Contagion Between Competitors of Risk Perception by Financial Markets: The Case of Information Technology

Ben Mahmoud, Nizar

Large, publicly traded firms often issue public announcements, whether related to ongoing projects (e.g., new product, major investment, joint venture) or general organizational issues (e.g., leadership, markets, finances).

We evaluate the contagion of the risk between competitors in the same sector, that of information technology (IT). We focused on two segments exposed to the same economic conditions, but with a very different cost structure: the software segment, which is of type organization by project and of type of organization and project focused on licensing revenues (ie d, partner networks. rigid contracts, high fixed costs, loss absorption), and the computer segment, including manufacturing companies are very flexible (ie d., network outsourcing, agility, low-cost, prevention against losses).

We analyze a database of news from Yahoo! Finance, compiled the minute 10 working days (February 28, 2011 to March 11, 2011 between 9:30 am and 16 pm), and related segments of the S&P500. The news is filtered and reduced to 36 news items, 23 news items (63%) are project-related as follows: 14 software firms (of which 3 firms had 8 news items) and 10 computer and peripherals manufacturers (of which 5 firms had 15 news items).
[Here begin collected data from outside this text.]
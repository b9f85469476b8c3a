//! Page Arrows Component
//!
//! Previous/next buttons around a paged list.

use leptos::prelude::*;

/// Wraps the current page; the arrows only render when there is more than one page
#[component]
pub fn PageArrows(
    #[prop(into)] visible: Signal<bool>,
    #[prop(into)] on_prev: Callback<()>,
    #[prop(into)] on_next: Callback<()>,
    children: Children,
) -> impl IntoView {
    view! {
        <div class="paged">
            <Show when=move || visible.get()>
                <button type="button" class="page-arrow prev" on:click=move |_| on_prev.run(())>"‹"</button>
            </Show>
            <div class="page">{children()}</div>
            <Show when=move || visible.get()>
                <button type="button" class="page-arrow next" on:click=move |_| on_next.run(())>"›"</button>
            </Show>
        </div>
    }
}
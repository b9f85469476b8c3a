//! User Service
//!
//! `/user`: admin accounts. Every call is authenticated.

use std::sync::Arc;

use serde::Serialize;

use super::{ApiClient, HttpTransport, Method, WithId};
use crate::error::ApiError;
use crate::models::{User, UserDraft};

#[derive(Debug, Serialize)]
pub struct UserArgs<'a> {
    pub name: &'a str,
    pub email: &'a str,
    pub password: &'a str,
}

impl<'a> From<&'a UserDraft> for UserArgs<'a> {
    fn from(draft: &'a UserDraft) -> Self {
        Self {
            name: &draft.name,
            email: &draft.email,
            password: &draft.password,
        }
    }
}

#[derive(Clone)]
pub struct UserService {
    client: ApiClient,
}

impl UserService {
    pub fn new(transport: Arc<dyn HttpTransport>, base_url: &str) -> Self {
        Self { client: ApiClient::new(transport, base_url, "/user") }
    }

    pub async fn list(&self, token: &str) -> Result<Vec<User>, ApiError> {
        self.client.get(self.client.url(""), Some(token)).await
    }

    pub async fn get(&self, token: &str, id: u32) -> Result<User, ApiError> {
        self.client.get(self.client.url(&format!("/{id}")), Some(token)).await
    }

    pub async fn create(&self, token: &str, draft: &UserDraft) -> Result<User, ApiError> {
        self.client
            .send_json(Method::Post, self.client.url("/add"), token, &UserArgs::from(draft))
            .await
    }

    pub async fn update(&self, token: &str, id: u32, draft: &UserDraft) -> Result<User, ApiError> {
        let args = WithId { id, fields: UserArgs::from(draft) };
        self.client.send_json(Method::Put, self.client.url("/update"), token, &args).await
    }

    pub async fn delete(&self, token: &str, id: u32) -> Result<(), ApiError> {
        self.client
            .send_empty(Method::Delete, self.client.url(&format!("/delete/{id}")), token)
            .await
    }
}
The data was then analyzed using an event study methodology. The Capital Asset Pricing Model (CAPM) was used to estimate the Abnormal Returns (ARs) for each firm and event, but unfortunately produced insignificant results, so we pursued our research with raw returns.

We calculated the covariance matrix between each undertaking concerned members and competitors in its segment, as well as the evolution of the matrix over time. We also used the centrality measures applied to networks of covariance to group companies / events by common types of market reactions, and thus detect patterns in the diffusion or contagion risk. 
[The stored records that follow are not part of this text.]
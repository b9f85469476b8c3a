//! Admin about section.

use leptos::prelude::*;
use leptos_router::hooks::use_navigate;

use crate::components::{AdminMethod, DraftField, FieldMessage, MethodSelector, TextField, ITEM_METHODS};
use crate::context::use_app;
use crate::models::{AboutDraft, AboutKind};

use super::item_form::ItemForm;

#[component]
pub fn AdminAbout() -> impl IntoView {
    let ctx = use_app();
    let navigate = use_navigate();
    let form = ItemForm::<AboutDraft>::new();
    let draft = form.draft;

    let on_submit = move |ev: web_sys::SubmitEvent| {
        ev.prevent_default();
        form.submit(ctx.services().about, ctx.tokens(), navigate.clone());
    };

    let on_kind = move |ev: web_sys::Event| {
        let picked = event_target_value(&ev).parse::<u8>().ok().and_then(AboutKind::from_code);
        if let Some(kind) = picked {
            draft.update(|d| d.kind = kind);
        }
    };

    view! {
        <MethodSelector options=ITEM_METHODS current=form.method on_change=move |method| form.switch(method) />
        <form class="admin-form" on:submit=on_submit>
            <Show when=move || form.method.get().needs_id()>
                <TextField value=form.item_id label="Item id" />
                <Show when=move || form.method.get() == AdminMethod::Edit>
                    <button type="button" class="btn btn-secondary" on:click=move |_| form.lookup(ctx.services().about)>
                        "Search"
                    </button>
                </Show>
            </Show>
            <Show when=move || form.method.get() != AdminMethod::Delete>
                <label class="field">
                    <span class="field-label">"Type"</span>
                    <select
                        prop:value=move || draft.with(|d| d.kind.code().to_string())
                        on:change=on_kind
                    >
                        {AboutKind::ALL.iter().map(|kind| view! {
                            <option value=kind.code().to_string()>{kind.label()}</option>
                        }).collect_view()}
                    </select>
                </label>
                <DraftField draft=draft label="Name" get={|d: &AboutDraft| d.name.clone()} set={|d: &mut AboutDraft, v| d.name = v} />
                <DraftField draft=draft label="Date" get={|d: &AboutDraft| d.date.clone()} set={|d: &mut AboutDraft, v| d.date = v} />
                <DraftField draft=draft label="Description" get={|d: &AboutDraft| d.description.clone()} set={|d: &mut AboutDraft, v| d.description = v} multiline=true />
                <DraftField draft=draft label="Link" get={|d: &AboutDraft| d.link.clone()} set={|d: &mut AboutDraft, v| d.link = v} />
                <DraftField draft=draft label="Image URI" get={|d: &AboutDraft| d.image_uri.clone()} set={|d: &mut AboutDraft, v| d.image_uri = v} />
                <DraftField draft=draft label="Image alt" get={|d: &AboutDraft| d.image_alt.clone()} set={|d: &mut AboutDraft, v| d.image_alt = v} />
            </Show>
            <FieldMessage message=form.message />
            <button type="submit" class="btn btn-primary">{move || form.method.get().label()}</button>
        </form>
    }
}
Our study allows us to conclude that there is a contagion effect of perceived risks in the IT sector. This contagion is different, depending on the different sectors, namely software and computer. It is also different according to the weeks of high or low volatility.

This study confirms that the analysis of financial news and events is an essential skill for project management, program and portfolio management in IT companies, especially those project-oriented. We therefore recommend the integration of the analysis of contagion perceived risks in the whole process of project management as risk management and cost management to ensure project success.